STUDY MATERIAL.
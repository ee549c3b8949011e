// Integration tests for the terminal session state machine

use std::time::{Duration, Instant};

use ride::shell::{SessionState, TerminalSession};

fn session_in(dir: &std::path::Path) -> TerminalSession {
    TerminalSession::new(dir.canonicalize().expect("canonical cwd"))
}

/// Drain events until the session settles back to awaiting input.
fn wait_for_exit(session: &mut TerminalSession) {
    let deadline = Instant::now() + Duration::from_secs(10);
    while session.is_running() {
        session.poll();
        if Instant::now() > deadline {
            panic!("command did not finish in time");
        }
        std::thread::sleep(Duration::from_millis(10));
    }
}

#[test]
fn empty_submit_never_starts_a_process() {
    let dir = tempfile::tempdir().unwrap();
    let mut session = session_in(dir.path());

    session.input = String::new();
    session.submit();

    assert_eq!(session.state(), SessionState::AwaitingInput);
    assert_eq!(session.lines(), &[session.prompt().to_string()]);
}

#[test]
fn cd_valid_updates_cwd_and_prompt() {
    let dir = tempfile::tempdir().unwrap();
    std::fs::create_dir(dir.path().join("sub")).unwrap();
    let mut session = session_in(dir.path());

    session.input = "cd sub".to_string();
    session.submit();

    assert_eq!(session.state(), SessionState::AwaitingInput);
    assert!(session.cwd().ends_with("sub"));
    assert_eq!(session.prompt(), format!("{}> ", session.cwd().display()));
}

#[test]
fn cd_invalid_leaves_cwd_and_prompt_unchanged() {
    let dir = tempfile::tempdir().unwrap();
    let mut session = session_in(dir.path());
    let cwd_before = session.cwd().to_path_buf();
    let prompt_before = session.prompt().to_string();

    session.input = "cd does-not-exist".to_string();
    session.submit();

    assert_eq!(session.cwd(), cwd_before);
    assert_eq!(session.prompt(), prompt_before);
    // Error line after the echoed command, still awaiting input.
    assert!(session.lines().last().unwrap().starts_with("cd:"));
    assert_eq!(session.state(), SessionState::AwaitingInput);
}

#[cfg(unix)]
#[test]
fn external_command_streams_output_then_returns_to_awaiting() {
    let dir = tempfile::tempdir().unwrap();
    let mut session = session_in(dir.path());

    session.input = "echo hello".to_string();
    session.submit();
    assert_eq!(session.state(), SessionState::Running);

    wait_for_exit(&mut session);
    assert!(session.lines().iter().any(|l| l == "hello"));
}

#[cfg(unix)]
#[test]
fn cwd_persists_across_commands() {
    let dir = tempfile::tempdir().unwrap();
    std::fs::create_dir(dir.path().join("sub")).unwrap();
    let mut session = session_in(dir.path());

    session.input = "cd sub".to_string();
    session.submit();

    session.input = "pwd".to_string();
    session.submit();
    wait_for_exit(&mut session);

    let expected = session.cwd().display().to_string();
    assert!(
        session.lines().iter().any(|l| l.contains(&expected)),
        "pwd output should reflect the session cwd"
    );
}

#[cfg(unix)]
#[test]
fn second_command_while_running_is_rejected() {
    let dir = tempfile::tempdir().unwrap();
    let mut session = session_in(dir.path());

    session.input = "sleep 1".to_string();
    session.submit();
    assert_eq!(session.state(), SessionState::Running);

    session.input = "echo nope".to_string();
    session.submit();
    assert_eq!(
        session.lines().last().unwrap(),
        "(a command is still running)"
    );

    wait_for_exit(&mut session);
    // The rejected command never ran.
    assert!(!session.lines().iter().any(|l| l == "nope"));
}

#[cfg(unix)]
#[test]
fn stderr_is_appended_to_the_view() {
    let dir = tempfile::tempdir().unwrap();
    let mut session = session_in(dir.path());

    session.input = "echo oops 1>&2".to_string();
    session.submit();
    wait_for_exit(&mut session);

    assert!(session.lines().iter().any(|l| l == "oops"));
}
* * *
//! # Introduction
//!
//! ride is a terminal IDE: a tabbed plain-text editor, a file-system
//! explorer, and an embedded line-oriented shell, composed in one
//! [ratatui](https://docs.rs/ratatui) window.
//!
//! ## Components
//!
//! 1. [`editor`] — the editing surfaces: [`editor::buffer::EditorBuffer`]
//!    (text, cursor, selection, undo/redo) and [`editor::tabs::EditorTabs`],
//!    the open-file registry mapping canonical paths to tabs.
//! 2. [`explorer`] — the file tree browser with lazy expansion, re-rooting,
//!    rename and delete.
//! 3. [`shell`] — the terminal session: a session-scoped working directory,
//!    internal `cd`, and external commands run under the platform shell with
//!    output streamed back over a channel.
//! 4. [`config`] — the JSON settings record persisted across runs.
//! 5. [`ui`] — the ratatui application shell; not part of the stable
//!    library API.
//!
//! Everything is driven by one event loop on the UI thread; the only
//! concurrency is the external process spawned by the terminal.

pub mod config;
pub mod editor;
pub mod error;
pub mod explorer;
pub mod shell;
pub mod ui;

PROBLEM TO WORK ON. With "ride" as the string to find, copy every line of the records that holds it.

REPLY.
use ride::shell::{SessionState, TerminalSession};
//! ride is a terminal IDE: a tabbed plain-text editor, a file-system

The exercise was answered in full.